Abstract

Understanding of personality as an independent risk factor for serious mental illness (SMI) remains limited. Recently, overlap between the polygenic basis for specific personality traits and specific SMIs has been identified. To determine the association of the adolescent personality domains of social maturity, mental energy, and emotional stability with later diagnosis of SMI. This longitudinal cohort study enrolled Swedish male military conscripts aged 18 or 19 years from January 1, 1974, through December 31, 1997. The diagnosis of an SMI was extracted from the National Patient Register for all inpatient treatment episodes in Sweden from January 1, 1974, through December 31, 2011. Data were analyzed from May 3 to September 16, 2016. Social maturity, mental energy, and emotional stability assessed at conscription interview. Inpatient diagnoses of bipolar disorder, schizoaffective disorder, schizophrenia, and other nonaffective psychoses occurring until December 31, 2011. Of the 1 017 691 men included in the cohort, 4310 developed bipolar disorder; 784, schizoaffective disorder; 4823, schizophrenia; and 5013, other nonaffective psychoses. After adjustment, with use of mean scores as a reference, low social maturity (hazard ratio [HR], 1.61; 95% CI, 1.48-1.74), low mental energy (HR, 1.34; 95% CI, 1.24-1.44), and low emotional stability (HR, 1.51; 95% CI, 1.40-1.63) were inversely associated with schizophrenia in a dose-dependent fashion.

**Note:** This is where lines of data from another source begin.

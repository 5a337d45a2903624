use serde::{Deserialize, Serialize};
use std::ops::AddAssign;

use crate::core::types::MutationClass;

/// Safely convert usize to f64 for ratio calculations
///
/// This function explicitly handles the precision loss that occurs when converting
/// usize to f64 on 64-bit platforms. Variant counts are well within the safe
/// range of f64 mantissa precision.
#[inline]
pub(crate) fn count_to_f64(count: usize) -> f64 {
    #[allow(clippy::cast_precision_loss)]
    {
        count as f64
    }
}

/// `numerator / denominator`, NaN when the denominator is zero
#[inline]
fn ratio(numerator: usize, denominator: usize) -> f64 {
    if denominator == 0 {
        f64::NAN
    } else {
        count_to_f64(numerator) / count_to_f64(denominator)
    }
}

/// Confusion counts for one class of variants.
///
/// `nr` is the number of catalogued reference variants, whether detected or
/// not. `nr == tp + fn` always holds; constructing a confusion with more true
/// positives than reference variants is a bug and panics.
#[derive(Debug, Clone, Copy, Default, PartialEq, Eq, Serialize, Deserialize)]
pub struct Confusion {
    pub tp: usize,
    pub fp: usize,
    #[serde(rename = "fn")]
    pub fn_: usize,
    pub nr: usize,
}

impl Confusion {
    /// Build from true positives, false positives and the reference count;
    /// false negatives are derived.
    ///
    /// # Panics
    ///
    /// Panics if `tp > nr`.
    pub fn from_counts(tp: usize, fp: usize, nr: usize) -> Self {
        assert!(
            tp <= nr,
            "{tp} true positives exceed {nr} reference variants"
        );
        let confusion = Self {
            tp,
            fp,
            fn_: nr - tp,
            nr,
        };
        confusion.check();
        confusion
    }

    /// Assert `nr == tp + fn` and `nr >= fn`.
    ///
    /// # Panics
    ///
    /// Panics when the counts are inconsistent.
    pub fn check(&self) {
        assert_eq!(
            self.nr,
            self.tp + self.fn_,
            "nr must equal tp + fn ({self:?})"
        );
        assert!(self.nr >= self.fn_, "nr must be at least fn ({self:?})");
    }

    /// `tp / nr`
    pub fn sensitivity(&self) -> f64 {
        ratio(self.tp, self.nr)
    }

    /// `tp / (tp + fp)`
    pub fn precision(&self) -> f64 {
        ratio(self.tp, self.tp + self.fp)
    }

    /// Harmonic mean of sensitivity and precision
    pub fn f1(&self) -> f64 {
        let sn = self.sensitivity();
        let pc = self.precision();
        let sum = sn + pc;
        if sum == 0.0 || sum.is_nan() {
            f64::NAN
        } else {
            2.0 * sn * pc / sum
        }
    }

    /// `1 - precision`
    pub fn fdr(&self) -> f64 {
        1.0 - self.precision()
    }

    pub fn metrics(&self) -> Metrics {
        Metrics {
            sensitivity: self.sensitivity(),
            precision: self.precision(),
            f1: self.f1(),
            fdr: self.fdr(),
        }
    }
}

impl AddAssign for Confusion {
    fn add_assign(&mut self, other: Self) {
        self.tp += other.tp;
        self.fp += other.fp;
        self.fn_ += other.fn_;
        self.nr += other.nr;
        self.check();
    }
}

/// Ratios derived from a [`Confusion`]; NaN when undefined
#[derive(Debug, Clone, Copy, PartialEq, Serialize)]
pub struct Metrics {
    pub sensitivity: f64,
    pub precision: f64,
    pub f1: f64,
    pub fdr: f64,
}

/// Confusion counts split by mutation class
#[derive(Debug, Clone, Copy, Default, PartialEq, Eq, Serialize, Deserialize)]
pub struct ClassConfusion {
    pub total: Confusion,
    pub snp: Confusion,
    pub indel: Confusion,
}

impl ClassConfusion {
    /// Build from per-class (tp, fp, nr); the total is their sum
    pub fn from_counts(snp: (usize, usize, usize), indel: (usize, usize, usize)) -> Self {
        let snp = Confusion::from_counts(snp.0, snp.1, snp.2);
        let indel = Confusion::from_counts(indel.0, indel.1, indel.2);
        let mut total = snp;
        total += indel;
        Self { total, snp, indel }
    }

    pub fn get(&self, class: MutationClass) -> &Confusion {
        if class.is_indel() {
            &self.indel
        } else {
            &self.snp
        }
    }
}

impl AddAssign for ClassConfusion {
    fn add_assign(&mut self, other: Self) {
        self.total += other.total;
        self.snp += other.snp;
        self.indel += other.indel;
    }
}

Other nonaffective psychoses displayed a similar pattern. Bipolar disorder was associated with high (HR, 1.21; 95% CI, 1.09-1.35) and low (HR, 1.12; 95% CI, 1.01-1.25) social maturity and low emotional stability (HR, 1.62; 95% CI, 1.46-1.78). Schizoaffective disorder was associated with low emotional stability (HR, 1.53; 95% CI, 1.26-1.85). Emotional stability is inversely associated with all SMI. Bipolar disorder has a unique U-shaped association with social maturity. Premorbid personality may reflect subtle changes in cerebral function, may combine with symptoms and other neurocognitive deficits to influence illness presentation, and/or may be owing to shared genetic architecture.